(WHAT THE EXERCISE ASKS) Search the records for "from" and copy each line that holds it.

*** Opening SUPPLIED RECORDS ***

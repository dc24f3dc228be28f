//! Display rows built from a store snapshot, and text for results.
//!
//! Both the terminal UI and the one-shot CLI draw from these; neither ever
//! touches the store directly while rendering.

use crate::bulk::bulk_add_summary;
use crate::candidates::{ActiveCandidates, CandidateList, CandidateStore};
use crate::classify::CommandResult;
use crate::format::{
    PLACEHOLDER, episode_size_label, format_age, infohash_snippet, or_placeholder,
    torrent_size_label,
};
use crate::types::{
    BulkDownloadReport, Episode, RecordCandidate, RecurringRule, ScheduledRecording,
    TorrentCandidate,
};
use chrono::{DateTime, Utc};

#[derive(Clone, Debug, PartialEq, Eq)]
pub struct EpisodeRow {
    pub index: usize,
    pub selected: bool,
    pub title: String,
    pub quality: String,
    pub size: String,
    pub seeders: String,
}

#[derive(Clone, Debug, PartialEq, Eq)]
pub struct TorrentRow {
    pub index: usize,
    pub option: u32,
    pub selected: bool,
    pub title: String,
    pub seeders: String,
    pub leechers: String,
    pub size: String,
    pub age: String,
    pub uploader: String,
    pub category: String,
    pub infohash: String,
}

#[derive(Clone, Debug, PartialEq, Eq)]
pub struct RecordingRow {
    pub index: usize,
    pub option: u32,
    pub selected: bool,
    pub title: String,
    pub date: String,
    pub time: String,
    pub channel: String,
    pub duration: String,
}

/// Rows for whatever collection is active.
#[derive(Clone, Debug, PartialEq, Eq)]
pub enum CandidateView {
    Empty,
    Episodes(Vec<EpisodeRow>),
    Torrents(Vec<TorrentRow>),
    Recordings(Vec<RecordingRow>),
}

impl CandidateView {
    pub fn len(&self) -> usize {
        match self {
            CandidateView::Empty => 0,
            CandidateView::Episodes(rows) => rows.len(),
            CandidateView::Torrents(rows) => rows.len(),
            CandidateView::Recordings(rows) => rows.len(),
        }
    }

    pub fn is_empty(&self) -> bool {
        self.len() == 0
    }
}

fn count(n: Option<u64>) -> String {
    n.map(|n| n.to_string()).unwrap_or_else(|| PLACEHOLDER.to_string())
}

pub fn episode_rows(list: &CandidateList<Episode>) -> Vec<EpisodeRow> {
    list.iter()
        .enumerate()
        .map(|(index, (ep, selected))| EpisodeRow {
            index,
            selected,
            title: ep.display_title().to_string(),
            quality: ep
                .quality
                .as_ref()
                .map(|q| q.to_display())
                .unwrap_or_else(|| "Unknown".to_string()),
            size: episode_size_label(ep.size.as_ref()),
            seeders: count(ep.seeders),
        })
        .collect()
}

pub fn torrent_rows(list: &CandidateList<TorrentCandidate>, now: DateTime<Utc>) -> Vec<TorrentRow> {
    list.iter()
        .enumerate()
        .map(|(index, (t, selected))| TorrentRow {
            index,
            option: t.option,
            selected,
            title: t.title.clone().unwrap_or_else(|| "Unknown".to_string()),
            seeders: count(t.seeders),
            leechers: count(t.leechers),
            size: torrent_size_label(t.size.as_ref()),
            age: format_age(t.time.as_ref(), now),
            uploader: or_placeholder(t.uploader.as_deref()).to_string(),
            category: match (&t.category, &t.subcat) {
                (Some(cat), Some(sub)) => format!("{}/{}", cat, sub),
                (Some(cat), None) => cat.clone(),
                (None, _) => PLACEHOLDER.to_string(),
            },
            infohash: t
                .magnet
                .as_deref()
                .and_then(infohash_snippet)
                .unwrap_or_else(|| PLACEHOLDER.to_string()),
        })
        .collect()
}

pub fn recording_rows(list: &CandidateList<RecordCandidate>) -> Vec<RecordingRow> {
    list.iter()
        .enumerate()
        .map(|(index, (r, selected))| RecordingRow {
            index,
            option: r.option,
            selected,
            title: r.title.clone().unwrap_or_else(|| "Unknown".to_string()),
            date: or_placeholder(r.date.as_deref()).to_string(),
            time: or_placeholder(r.time.as_deref()).to_string(),
            channel: or_placeholder(r.channel.as_deref()).to_string(),
            duration: or_placeholder(r.duration.as_deref()).to_string(),
        })
        .collect()
}

/// Snapshot the store into display rows.
pub fn snapshot(store: &CandidateStore, now: DateTime<Utc>) -> CandidateView {
    match store.active() {
        ActiveCandidates::Empty => CandidateView::Empty,
        ActiveCandidates::Episodes(list) => CandidateView::Episodes(episode_rows(list)),
        ActiveCandidates::Torrents(list) => CandidateView::Torrents(torrent_rows(list, now)),
        ActiveCandidates::Recordings(list) => CandidateView::Recordings(recording_rows(list)),
    }
}

fn check(selected: bool) -> &'static str {
    if selected { "[x]" } else { "[ ]" }
}

/// Plain-text table of the rows, one line per candidate.
pub fn candidate_lines(view: &CandidateView) -> Vec<String> {
    match view {
        CandidateView::Empty => Vec::new(),
        CandidateView::Episodes(rows) => rows
            .iter()
            .map(|r| {
                format!(
                    "{} {:>3}. {}  [{} | {} | {} seeders]",
                    check(r.selected),
                    r.index + 1,
                    r.title,
                    r.quality,
                    r.size,
                    r.seeders
                )
            })
            .collect(),
        CandidateView::Torrents(rows) => rows
            .iter()
            .map(|r| {
                format!(
                    "{:>3}. {}  [S:{} L:{} | {} | {} | {} | {}]",
                    r.option, r.title, r.seeders, r.leechers, r.size, r.age, r.uploader, r.infohash
                )
            })
            .collect(),
        CandidateView::Recordings(rows) => rows
            .iter()
            .map(|r| {
                format!(
                    "{:>3}. {}  [{} {} | {} | {}]",
                    r.option, r.title, r.date, r.time, r.channel, r.duration
                )
            })
            .collect(),
    }
}

/// Lines describing a classified result.
///
/// Candidate results show their message only; their rows come from
/// [`snapshot`].
pub fn result_lines(result: &CommandResult) -> Vec<String> {
    match result {
        CommandResult::EpisodeList { message, episodes } => {
            vec![non_empty(message, || format!("Found {} episodes", episodes.len()))]
        }
        CommandResult::TorrentSearch {
            message, torrents, ..
        } => vec![non_empty(message, || format!("Found {} torrents", torrents.len()))],
        CommandResult::RecordCandidates {
            message,
            candidates,
        } => vec![non_empty(message, || {
            format!("Found {} recording options", candidates.len())
        })],
        CommandResult::DownloadStarted { message, .. }
        | CommandResult::RecordScheduled { message }
        | CommandResult::RecurringRuleCreated { message } => {
            vec![non_empty(message, || result.kind().replace('_', " "))]
        }
        CommandResult::BulkDownloadResult {
            message,
            added,
            errors,
        } => bulk_add_summary(message, added, errors)
            .lines()
            .map(str::to_string)
            .collect(),
        CommandResult::Failed { error } => vec![format!("Error: {}", error)],
        CommandResult::Plain { message, raw } => match message {
            Some(message) => vec![message.clone()],
            None => serde_json::to_string_pretty(raw)
                .unwrap_or_else(|_| raw.to_string())
                .lines()
                .map(str::to_string)
                .collect(),
        },
    }
}

fn non_empty(message: &str, fallback: impl FnOnce() -> String) -> String {
    if message.trim().is_empty() {
        fallback()
    } else {
        message.to_string()
    }
}

/// Per-item lines of a bulk episode download.
pub fn bulk_report_lines(report: &BulkDownloadReport) -> Vec<String> {
    let mut lines = vec![report.message.clone()];
    lines.extend(report.results.iter().map(|r| {
        let icon = if r.success { "✓" } else { "✗" };
        if r.message.is_empty() {
            format!("{} {}", icon, r.title)
        } else {
            format!("{} {}: {}", icon, r.title, r.message)
        }
    }));
    lines
}

/// One line per recurring rule.
pub fn rule_lines(rules: &[RecurringRule]) -> Vec<String> {
    if rules.is_empty() {
        return vec!["No recurring rules".to_string()];
    }
    rules
        .iter()
        .map(|r| {
            let days = if r.days.is_empty() {
                PLACEHOLDER.to_string()
            } else {
                r.days.join(",")
            };
            format!(
                "#{} {}  [{} | {} {} | {}]",
                r.id.as_ref().map_or_else(|| "?".to_string(), |id| id.to_string()),
                r.title.as_deref().unwrap_or("Unknown"),
                or_placeholder(r.channel.as_deref()),
                days,
                or_placeholder(r.time.as_deref()),
                or_placeholder(r.status.as_deref())
            )
        })
        .collect()
}

/// One line per scheduled or finished recording.
pub fn recording_list_lines(items: &[ScheduledRecording]) -> Vec<String> {
    if items.is_empty() {
        return vec!["No recordings".to_string()];
    }
    items
        .iter()
        .map(|r| {
            format!(
                "{}  [{} {} | {} | {}]",
                r.title.as_deref().unwrap_or("Unknown"),
                or_placeholder(r.date.as_deref()),
                or_placeholder(r.time.as_deref()),
                or_placeholder(r.channel.as_deref()),
                r.status.as_deref().unwrap_or("scheduled")
            )
        })
        .collect()
}
//! Application state management and input handling.

use crate::candidates::{ActiveCandidates, CandidateStore, SelectionController, Ticket};
use crate::classify::CommandResult;
use crate::config::Keybindings;
use crate::dispatch::OptionCommand;
use crate::error::AppError;
use crate::view::{bulk_report_lines, result_lines};
use crossterm::event::{KeyCode, KeyEvent, KeyModifiers};
use log::{debug, warn};
use ratatui::widgets::{ListState, TableState};
use std::sync::Arc;
use std::sync::atomic::{AtomicBool, Ordering};

use super::types::{Action, Focus, PendingConfirm, Screen, TaskMessage};

/// Recent commands kept in the sidebar.
const RECENT_LIMIT: usize = 20;

/// Application state for the TUI.
pub struct App {
    /// Current screen being displayed
    pub screen: Screen,
    /// Current focus (sidebar or main)
    pub focus: Focus,
    /// Whether the app should quit
    pub should_quit: bool,
    /// Command text being typed
    pub command_input: String,
    /// Whether the command bar has focus
    pub input_focused: bool,
    /// The active candidate collection
    pub store: CandidateStore,
    /// Cursor in the candidate table
    pub table_state: TableState,
    /// Commands sent this session, newest first
    pub recent_commands: Vec<String>,
    pub recent_list_state: ListState,
    /// Text of the last result
    pub output: Vec<String>,
    /// Last polled recording progress
    pub progress: Option<String>,
    /// Requests sent and not yet answered
    pub in_flight: usize,
    /// Set while a bulk action is running
    pub bulk_pending: Arc<AtomicBool>,
    /// Blocking message shown as a popup
    pub error_message: Option<String>,
    /// One-line note shown in the footer
    pub status_message: Option<String>,
    /// Whether help modal is shown
    pub show_help: bool,
    /// Bulk action awaiting confirmation
    pub confirm: Option<PendingConfirm>,
    /// Custom keybindings
    pub keybindings: Keybindings,
}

*** Closing SUPPLIED RECORDS ***

(EXERCISE RESULT)
//! Display rows built from a store snapshot, and text for results.
//! Both the terminal UI and the one-shot CLI draw from these; neither ever
/// Candidate results show their message only; their rows come from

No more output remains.